# YOUR INSTRUCTIONS
State how many lines in the listing below include the word "OutcomeVerifier". Give nothing but the number.

****

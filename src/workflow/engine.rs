use std::collections::HashMap;
use std::sync::Arc;

use chrono::{Duration, Utc};

use crate::analysis::ActionProposer;
use crate::error::{AppError, Result};
use crate::executor::ActionExecutor;
use crate::model::{AnomalyCategory, ApprovalStatus, WorkflowState};
use crate::policy::PolicyEngine;
use crate::providers::{CostProvider, InfraProvider, KubeCostProvider, TimeWindow};
use crate::triage;
use crate::verifier::OutcomeVerifier;
use crate::workflow::approval::{ApprovalChannel, ApprovalDecision, ApprovalRequest};
use crate::workflow::store::{Checkpoint, RunStore};

/// The named stages of a run, in routing order.
#[derive(Debug, Clone, Copy, PartialEq, Eq)]
pub enum Stage {
    Watcher,
    Triager,
    Analyst,
    HilGate,
    Executor,
    Verifier,
}

impl Stage {
    pub fn name(self) -> &'static str {
        match self {
            Stage::Watcher => "watcher",
            Stage::Triager => "triager",
            Stage::Analyst => "analyst",
            Stage::HilGate => "hil_gate",
            Stage::Executor => "executor",
            Stage::Verifier => "verifier",
        }
    }
}

/// How a run ended up after `start` or `resume` returned.
#[derive(Debug, Clone, Copy, PartialEq, Eq)]
pub enum RunStatus {
    /// The run reached termination; the state is final.
    Completed,
    /// The run is durably parked at the approval gate.
    Suspended,
}

/// Final state plus the stages visited during this call, in order.
#[derive(Debug)]
pub struct RunOutcome {
    pub status: RunStatus,
    pub state: WorkflowState,
    pub visited: Vec<Stage>,
}

enum StageOutcome {
    Advance,
    Suspend(ApprovalRequest),
}

/// External collaborators the engine sequences. All are chosen at
/// construction time; the engine itself holds no provider-specific logic.
pub struct Collaborators {
    pub cost: Arc<dyn CostProvider>,
    pub infra: Arc<dyn InfraProvider>,
    pub kubecost: Option<Arc<dyn KubeCostProvider>>,
    pub proposer: Arc<dyn ActionProposer>,
    pub executor: Arc<dyn ActionExecutor>,
    pub verifier: Arc<dyn OutcomeVerifier>,
    pub approvals: Arc<dyn ApprovalChannel>,
}

/// The workflow state machine. Owns routing and checkpointing; stages write
/// their fields on the shared state and never talk to each other directly.
pub struct WorkflowEngine {
    collab: Collaborators,
    policy: PolicyEngine,
    store: Arc<dyn RunStore>,
    window: TimeWindow,
}

impl WorkflowEngine {
    pub fn new(
        collab: Collaborators,
        policy: PolicyEngine,
        store: Arc<dyn RunStore>,
        window: TimeWindow,
    ) -> Self {
        Self {
            collab,
            policy,
            store,
            window,
        }
    }

    pub fn store(&self) -> &Arc<dyn RunStore> {
        &self.store
    }

    /// Run a new workflow from the entry stage. Returns either the final
    /// state or a suspension marker once the run is durably parked at the
    /// approval gate.
    pub async fn start(&self, state: WorkflowState) -> Result<RunOutcome> {
        tracing::info!(workflow_id = %state.workflow_id, tenant = %state.tenant.tenant_id, "Starting workflow");
        self.drive(state, Stage::Watcher, Vec::new()).await
    }

    /// Resume a suspended run with a human decision. Consuming the pending
    /// marker is atomic, so a second resume for the same run fails instead of
    /// committing a divergent outcome.
    pub async fn resume(&self, workflow_id: &str, decision: ApprovalDecision) -> Result<RunOutcome> {
        let checkpoint = match self.store.claim_pending(workflow_id).await? {
            Some(checkpoint) => checkpoint,
            None => {
                return Err(AppError::Workflow(format!(
                    "workflow {workflow_id} is not awaiting approval"
                )))
            }
        };

        let mut state = checkpoint.state;
        if decision.approve {
            state.approval = ApprovalStatus::Approved;
            state.approval_details = format!("approved_by={}", decision.by);
        } else {
            state.approval = ApprovalStatus::Denied;
            state.approval_details = format!("denied_by={}", decision.by);
        }
        state.current_phase = Stage::HilGate.name().to_string();

        tracing::info!(
            workflow_id = %state.workflow_id,
            approval = ?state.approval,
            by = %decision.by,
            "Resuming suspended workflow"
        );

        self.store
            .save(Checkpoint::completed_stage(state.clone()))
            .await?;

        match route_after(Stage::HilGate, &state) {
            Some(next) => self.drive(state, next, vec![Stage::HilGate]).await,
            None => self.finish(state, vec![Stage::HilGate]).await,
        }
    }

    /// Resolve suspended runs whose approval window has elapsed. `timed_out`
    /// routes as non-approval, the same as denied.
    pub async fn expire_timed_out(&self, timeout: Duration) -> Result<Vec<String>> {
        let cutoff = Utc::now() - timeout;
        let stale = self.store.pending_older_than(cutoff).await?;
        let mut expired = Vec::new();

        for workflow_id in stale {
            let Some(checkpoint) = self.store.claim_pending(&workflow_id).await? else {
                // raced with a concurrent resume; the human decision stands
                continue;
            };

            let mut state = checkpoint.state;
            state.approval = ApprovalStatus::TimedOut;
            state.approval_details = "approval window elapsed".to_string();
            state.current_phase = Stage::HilGate.name().to_string();

            tracing::warn!(workflow_id = %state.workflow_id, "Approval timed out, closing run");

            self.store
                .save(Checkpoint::completed_stage(state.clone()))
                .await?;
            self.finish(state, vec![Stage::HilGate]).await?;
            expired.push(workflow_id);
        }

        Ok(expired)
    }

    /// Dispatch loop: apply the stage, checkpoint, route, repeat.
    async fn drive(
        &self,
        mut state: WorkflowState,
        mut stage: Stage,
        mut visited: Vec<Stage>,
    ) -> Result<RunOutcome> {
        loop {
            let outcome = self.apply_stage(stage, &mut state).await?;
            visited.push(stage);

            tracing::info!(
                workflow_id = %state.workflow_id,
                stage = stage.name(),
                error = state.error.as_deref().unwrap_or(""),
                "Stage complete"
            );

            match outcome {
                StageOutcome::Suspend(request) => {
                    // checkpoint durably before handing control to the human
                    self.store
                        .save(Checkpoint::suspended(state.clone()))
                        .await?;
                    self.collab.approvals.request_approval(&request).await?;
                    return Ok(RunOutcome {
                        status: RunStatus::Suspended,
                        state,
                        visited,
                    });
                }
                StageOutcome::Advance => {
                    self.store
                        .save(Checkpoint::completed_stage(state.clone()))
                        .await?;
                    match route_after(stage, &state) {
                        Some(next) => stage = next,
                        None => return self.finish(state, visited).await,
                    }
                }
            }
        }
    }

    async fn finish(&self, state: WorkflowState, visited: Vec<Stage>) -> Result<RunOutcome> {
        match &state.error {
            Some(error) => tracing::warn!(
                workflow_id = %state.workflow_id,
                phase = %state.current_phase,
                error = %error,
                "Workflow aborted"
            ),
            None => tracing::info!(
                workflow_id = %state.workflow_id,
                phase = %state.current_phase,
                "Workflow complete"
            ),
        }
        self.store
            .save(Checkpoint::completed_stage(state.clone()))
            .await?;
        Ok(RunOutcome {
            status: RunStatus::Completed,
            state,
            visited,
        })
    }

    async fn apply_stage(&self, stage: Stage, state: &mut WorkflowState) -> Result<StageOutcome> {
        state.current_phase = stage.name().to_string();
        match stage {
            Stage::Watcher => self.watcher(state),
            Stage::Triager => self.triager(state).await,
            Stage::Analyst => self.analyst(state).await,
            Stage::HilGate => self.hil_gate(state),
            Stage::Executor => self.executor(state).await,
            Stage::Verifier => self.verifier(state).await,
        }
    }

    // watcher is an external trigger in production; here it only validates
    // that the run was handed an anomaly.
    fn watcher(&self, state: &mut WorkflowState) -> Result<StageOutcome> {
        if state.anomaly.is_none() {
            state.should_terminate = true;
        }
        Ok(StageOutcome::Advance)
    }

    async fn triager(&self, state: &mut WorkflowState) -> Result<StageOutcome> {
        let Some(anomaly) = state.anomaly.clone() else {
            state.error = Some("missing anomaly".to_string());
            return Ok(StageOutcome::Advance);
        };

        let result = triage::triage(
            &anomaly,
            self.collab.cost.as_ref(),
            self.collab.infra.as_ref(),
            self.collab.kubecost.as_deref(),
            &self.window,
        )
        .await;

        tracing::info!(
            workflow_id = %state.workflow_id,
            category = ?result.category,
            severity = ?result.severity,
            confidence = result.confidence,
            "Anomaly triaged"
        );
        state.triage = Some(result);
        Ok(StageOutcome::Advance)
    }

    async fn analyst(&self, state: &mut WorkflowState) -> Result<StageOutcome> {
        let Some(anomaly) = state.anomaly.clone() else {
            state.error = Some("missing anomaly".to_string());
            return Ok(StageOutcome::Advance);
        };

        match self
            .collab
            .proposer
            .propose(&anomaly, state.triage.as_ref(), &self.window)
            .await
        {
            Ok(analysis) => state.analysis = Some(analysis),
            Err(e) => state.error = Some(format!("analysis failed: {e}")),
        }
        Ok(StageOutcome::Advance)
    }

    fn hil_gate(&self, state: &mut WorkflowState) -> Result<StageOutcome> {
        let decision = self.policy.decide(state.recommended_actions());
        state.approval = decision.approval;
        state.approval_details = decision.details;

        tracing::info!(
            workflow_id = %state.workflow_id,
            approval = ?state.approval,
            details = %state.approval_details,
            "Policy verdict"
        );

        // hard stop: park the run until an external decision arrives
        if state.approval == ApprovalStatus::Pending {
            let request = ApprovalRequest {
                workflow_id: state.workflow_id.clone(),
                summary: state
                    .triage
                    .as_ref()
                    .map(|t| t.summary.clone())
                    .unwrap_or_default(),
                actions: state.recommended_actions().to_vec(),
            };
            return Ok(StageOutcome::Suspend(request));
        }

        Ok(StageOutcome::Advance)
    }

    async fn executor(&self, state: &mut WorkflowState) -> Result<StageOutcome> {
        let actions = state.recommended_actions().to_vec();

        // gather current tags; the safety check must see the world as it is
        // now, not as it was at proposal time
        let mut tags_by_resource: HashMap<String, HashMap<String, String>> = HashMap::new();
        for action in &actions {
            if action.target_resource.is_empty() {
                continue;
            }
            let tags = self
                .collab
                .infra
                .resource_tags(&action.target_resource)
                .await
                .unwrap_or_default();
            tags_by_resource.insert(action.target_resource.clone(), tags);
        }

        match self
            .collab
            .executor
            .execute(state.approval, &actions, &tags_by_resource)
            .await
        {
            Ok(results) => state.executions = results,
            Err(AppError::Policy(violation)) => {
                tracing::error!(workflow_id = %state.workflow_id, violation = %violation, "Execution blocked");
                state.error = Some(violation);
            }
            Err(e) => return Err(e),
        }
        Ok(StageOutcome::Advance)
    }

    async fn verifier(&self, state: &mut WorkflowState) -> Result<StageOutcome> {
        let Some(anomaly) = state.anomaly.as_ref() else {
            state.error = Some("missing anomaly".to_string());
            return Ok(StageOutcome::Advance);
        };

        match self
            .collab
            .verifier
            .verify(&anomaly.service, &anomaly.account_id, &self.window)
            .await
        {
            Ok(verification) => {
                tracing::info!(
                    workflow_id = %state.workflow_id,
                    recommendation = ?verification.recommendation,
                    "Outcome verified"
                );
                state.verification = Some(verification);
            }
            Err(e) => state.error = Some(format!("verification failed: {e}")),
        }
        Ok(StageOutcome::Advance)
    }
}

/// Routing table. Evaluated after the stage's update has been applied; an
/// `error` on the state short-circuits everything to termination.
pub fn route_after(stage: Stage, state: &WorkflowState) -> Option<Stage> {
    if state.error.is_some() {
        return None;
    }
    match stage {
        Stage::Watcher => {
            if state.should_terminate {
                None
            } else {
                Some(Stage::Triager)
            }
        }
        Stage::Triager => {
            // close high-confidence benign growth without further action
            let benign = state.triage.as_ref().is_some_and(|t| {
                t.category == AnomalyCategory::ExpectedGrowth && t.confidence >= 0.85
            });
            if benign {
                None
            } else {
                Some(Stage::Analyst)
            }
        }
        Stage::Analyst => {
            if state.recommended_actions().is_empty() {
                None
            } else {
                Some(Stage::HilGate)
            }
        }
        Stage::HilGate => {
            if state.approval.permits_execution() {
                Some(Stage::Executor)
            } else {
                None
            }
        }
        Stage::Executor => Some(Stage::Verifier),
        // a rollback recommendation is recorded, not acted on
        Stage::Verifier => None,
    }
}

****

# SOLUTION
2